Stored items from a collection
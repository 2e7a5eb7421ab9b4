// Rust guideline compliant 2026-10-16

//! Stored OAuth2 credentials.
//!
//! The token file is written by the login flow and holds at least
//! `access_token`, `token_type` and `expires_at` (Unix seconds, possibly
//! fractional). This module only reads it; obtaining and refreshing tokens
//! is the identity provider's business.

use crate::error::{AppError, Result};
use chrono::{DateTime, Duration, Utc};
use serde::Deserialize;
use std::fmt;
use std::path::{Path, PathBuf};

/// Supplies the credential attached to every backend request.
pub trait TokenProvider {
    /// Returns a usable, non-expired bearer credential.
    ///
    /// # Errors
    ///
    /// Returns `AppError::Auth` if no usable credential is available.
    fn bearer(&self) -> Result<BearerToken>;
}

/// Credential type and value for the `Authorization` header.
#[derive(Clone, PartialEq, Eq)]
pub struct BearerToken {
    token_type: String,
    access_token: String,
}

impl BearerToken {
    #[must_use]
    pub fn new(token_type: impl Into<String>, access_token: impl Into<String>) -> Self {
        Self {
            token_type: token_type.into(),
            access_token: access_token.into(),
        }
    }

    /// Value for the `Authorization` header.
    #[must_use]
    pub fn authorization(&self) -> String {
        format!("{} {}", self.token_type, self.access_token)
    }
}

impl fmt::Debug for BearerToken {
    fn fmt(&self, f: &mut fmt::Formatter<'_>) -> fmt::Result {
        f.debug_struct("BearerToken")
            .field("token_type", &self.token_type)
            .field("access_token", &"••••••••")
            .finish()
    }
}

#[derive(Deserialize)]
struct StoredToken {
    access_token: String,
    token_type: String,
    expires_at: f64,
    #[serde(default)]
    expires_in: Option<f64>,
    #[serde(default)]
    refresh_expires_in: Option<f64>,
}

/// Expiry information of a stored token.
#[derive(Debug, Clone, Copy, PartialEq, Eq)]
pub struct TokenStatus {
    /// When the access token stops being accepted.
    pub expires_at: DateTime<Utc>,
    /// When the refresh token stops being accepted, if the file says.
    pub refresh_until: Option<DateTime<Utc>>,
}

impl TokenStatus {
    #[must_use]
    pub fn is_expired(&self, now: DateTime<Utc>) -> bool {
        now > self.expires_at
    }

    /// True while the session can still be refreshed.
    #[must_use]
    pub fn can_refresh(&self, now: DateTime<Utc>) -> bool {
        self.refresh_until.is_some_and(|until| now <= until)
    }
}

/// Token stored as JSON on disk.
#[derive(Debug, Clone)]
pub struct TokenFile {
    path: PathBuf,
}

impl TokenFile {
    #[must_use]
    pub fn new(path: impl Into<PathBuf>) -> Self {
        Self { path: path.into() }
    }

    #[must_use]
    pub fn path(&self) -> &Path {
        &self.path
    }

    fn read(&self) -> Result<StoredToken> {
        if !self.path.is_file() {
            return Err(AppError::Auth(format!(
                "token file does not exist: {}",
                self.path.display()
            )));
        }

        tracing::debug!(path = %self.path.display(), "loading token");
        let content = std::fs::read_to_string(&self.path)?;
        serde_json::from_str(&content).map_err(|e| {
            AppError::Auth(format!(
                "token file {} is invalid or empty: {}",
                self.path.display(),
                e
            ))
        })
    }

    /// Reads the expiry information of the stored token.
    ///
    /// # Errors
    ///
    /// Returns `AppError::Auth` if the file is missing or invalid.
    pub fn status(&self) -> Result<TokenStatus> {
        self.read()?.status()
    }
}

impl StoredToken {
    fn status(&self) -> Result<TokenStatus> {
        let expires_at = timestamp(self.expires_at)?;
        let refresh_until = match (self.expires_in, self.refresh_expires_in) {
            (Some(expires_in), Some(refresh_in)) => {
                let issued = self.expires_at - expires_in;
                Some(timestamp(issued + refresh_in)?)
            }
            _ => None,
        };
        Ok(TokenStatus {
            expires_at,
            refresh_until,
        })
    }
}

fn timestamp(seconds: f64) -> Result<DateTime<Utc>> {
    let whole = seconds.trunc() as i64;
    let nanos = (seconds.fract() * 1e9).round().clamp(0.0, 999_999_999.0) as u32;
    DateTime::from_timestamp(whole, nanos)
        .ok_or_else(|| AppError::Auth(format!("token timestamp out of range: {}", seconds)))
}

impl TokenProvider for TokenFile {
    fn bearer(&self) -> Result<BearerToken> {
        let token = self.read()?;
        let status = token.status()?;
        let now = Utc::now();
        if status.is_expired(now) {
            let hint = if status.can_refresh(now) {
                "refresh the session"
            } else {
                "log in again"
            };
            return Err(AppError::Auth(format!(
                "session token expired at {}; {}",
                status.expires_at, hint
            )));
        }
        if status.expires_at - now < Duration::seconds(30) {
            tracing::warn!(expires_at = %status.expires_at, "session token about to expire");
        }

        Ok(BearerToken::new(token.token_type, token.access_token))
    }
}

• **Work required**
The response must consist of all the data, reproduced without alteration.

• **Solution to the problem**
repository 2e7a5eb7421ab9b4
// Rust guideline compliant 2026-10-16

//! Stored OAuth2 credentials.
//!
//! The token file is written by the login flow and holds at least
//! `access_token`, `token_type` and `expires_at` (Unix seconds, possibly
//! fractional). This module only reads it; obtaining and refreshing tokens
//! is the identity provider's business.

use crate::error::{AppError, Result};
use chrono::{DateTime, Duration, Utc};
use serde::Deserialize;
use std::fmt;
use std::path::{Path, PathBuf};

/// Supplies the credential attached to every backend request.
pub trait TokenProvider {
    /// Returns a usable, non-expired bearer credential.
    ///
    /// # Errors
    ///
    /// Returns `AppError::Auth` if no usable credential is available.
    fn bearer(&self) -> Result<BearerToken>;
}

/// Credential type and value for the `Authorization` header.
#[derive(Clone, PartialEq, Eq)]
pub struct BearerToken {
    token_type: String,
    access_token: String,
}

impl BearerToken {
    #[must_use]
    pub fn new(token_type: impl Into<String>, access_token: impl Into<String>) -> Self {
        Self {
            token_type: token_type.into(),
            access_token: access_token.into(),
        }
    }

    /// Value for the `Authorization` header.
    #[must_use]
    pub fn authorization(&self) -> String {
        format!("{} {}", self.token_type, self.access_token)
    }
}

impl fmt::Debug for BearerToken {
    fn fmt(&self, f: &mut fmt::Formatter<'_>) -> fmt::Result {
        f.debug_struct("BearerToken")
            .field("token_type", &self.token_type)
            .field("access_token", &"••••••••")
            .finish()
    }
}

#[derive(Deserialize)]
struct StoredToken {
    access_token: String,
    token_type: String,
    expires_at: f64,
    #[serde(default)]
    expires_in: Option<f64>,
    #[serde(default)]
    refresh_expires_in: Option<f64>,
}

/// Expiry information of a stored token.
#[derive(Debug, Clone, Copy, PartialEq, Eq)]
pub struct TokenStatus {
    /// When the access token stops being accepted.
    pub expires_at: DateTime<Utc>,
    /// When the refresh token stops being accepted, if the file says.
    pub refresh_until: Option<DateTime<Utc>>,
}

impl TokenStatus {
    #[must_use]
    pub fn is_expired(&self, now: DateTime<Utc>) -> bool {
        now > self.expires_at
    }

    /// True while the session can still be refreshed.
    #[must_use]
    pub fn can_refresh(&self, now: DateTime<Utc>) -> bool {
        self.refresh_until.is_some_and(|until| now <= until)
    }
}

/// Token stored as JSON on disk.
#[derive(Debug, Clone)]
pub struct TokenFile {
    path: PathBuf,
}

impl TokenFile {
    #[must_use]
    pub fn new(path: impl Into<PathBuf>) -> Self {
        Self { path: path.into() }
    }

    #[must_use]
    pub fn path(&self) -> &Path {
        &self.path
    }

    fn read(&self) -> Result<StoredToken> {
        if !self.path.is_file() {
            return Err(AppError::Auth(format!(
                "token file does not exist: {}",
                self.path.display()
            )));
        }

        tracing::debug!(path = %self.path.display(), "loading token");
        let content = std::fs::read_to_string(&self.path)?;
        serde_json::from_str(&content).map_err(|e| {
            AppError::Auth(format!(
                "token file {} is invalid or empty: {}",
                self.path.display(),
                e
            ))
        })
    }

    /// Reads the expiry information of the stored token.
    ///
    /// # Errors
    ///
    /// Returns `AppError::Auth` if the file is missing or invalid.
    pub fn status(&self) -> Result<TokenStatus> {
        self.read()?.status()
    }
}

impl StoredToken {
    fn status(&self) -> Result<TokenStatus> {
        let expires_at = timestamp(self.expires_at)?;
        let refresh_until = match (self.expires_in, self.refresh_expires_in) {
            (Some(expires_in), Some(refresh_in)) => {
                let issued = self.expires_at - expires_in;
                Some(timestamp(issued + refresh_in)?)
            }
            _ => None,
        };
        Ok(TokenStatus {
            expires_at,
            refresh_until,
        })
    }
}

fn timestamp(seconds: f64) -> Result<DateTime<Utc>> {
    let whole = seconds.trunc() as i64;
    let nanos = (seconds.fract() * 1e9).round().clamp(0.0, 999_999_999.0) as u32;
    DateTime::from_timestamp(whole, nanos)
        .ok_or_else(|| AppError::Auth(format!("token timestamp out of range: {}", seconds)))
}

impl TokenProvider for TokenFile {
    fn bearer(&self) -> Result<BearerToken> {
        let token = self.read()?;
        let status = token.status()?;
        let now = Utc::now();
        if status.is_expired(now) {
            let hint = if status.can_refresh(now) {
                "refresh the session"
            } else {
                "log in again"
            };
            return Err(AppError::Auth(format!(
                "session token expired at {}; {}",
                status.expires_at, hint
            )));
        }
        if status.expires_at - now < Duration::seconds(30) {
            tracing::warn!(expires_at = %status.expires_at, "session token about to expire");
        }

        Ok(BearerToken::new(token.token_type, token.access_token))
    }
}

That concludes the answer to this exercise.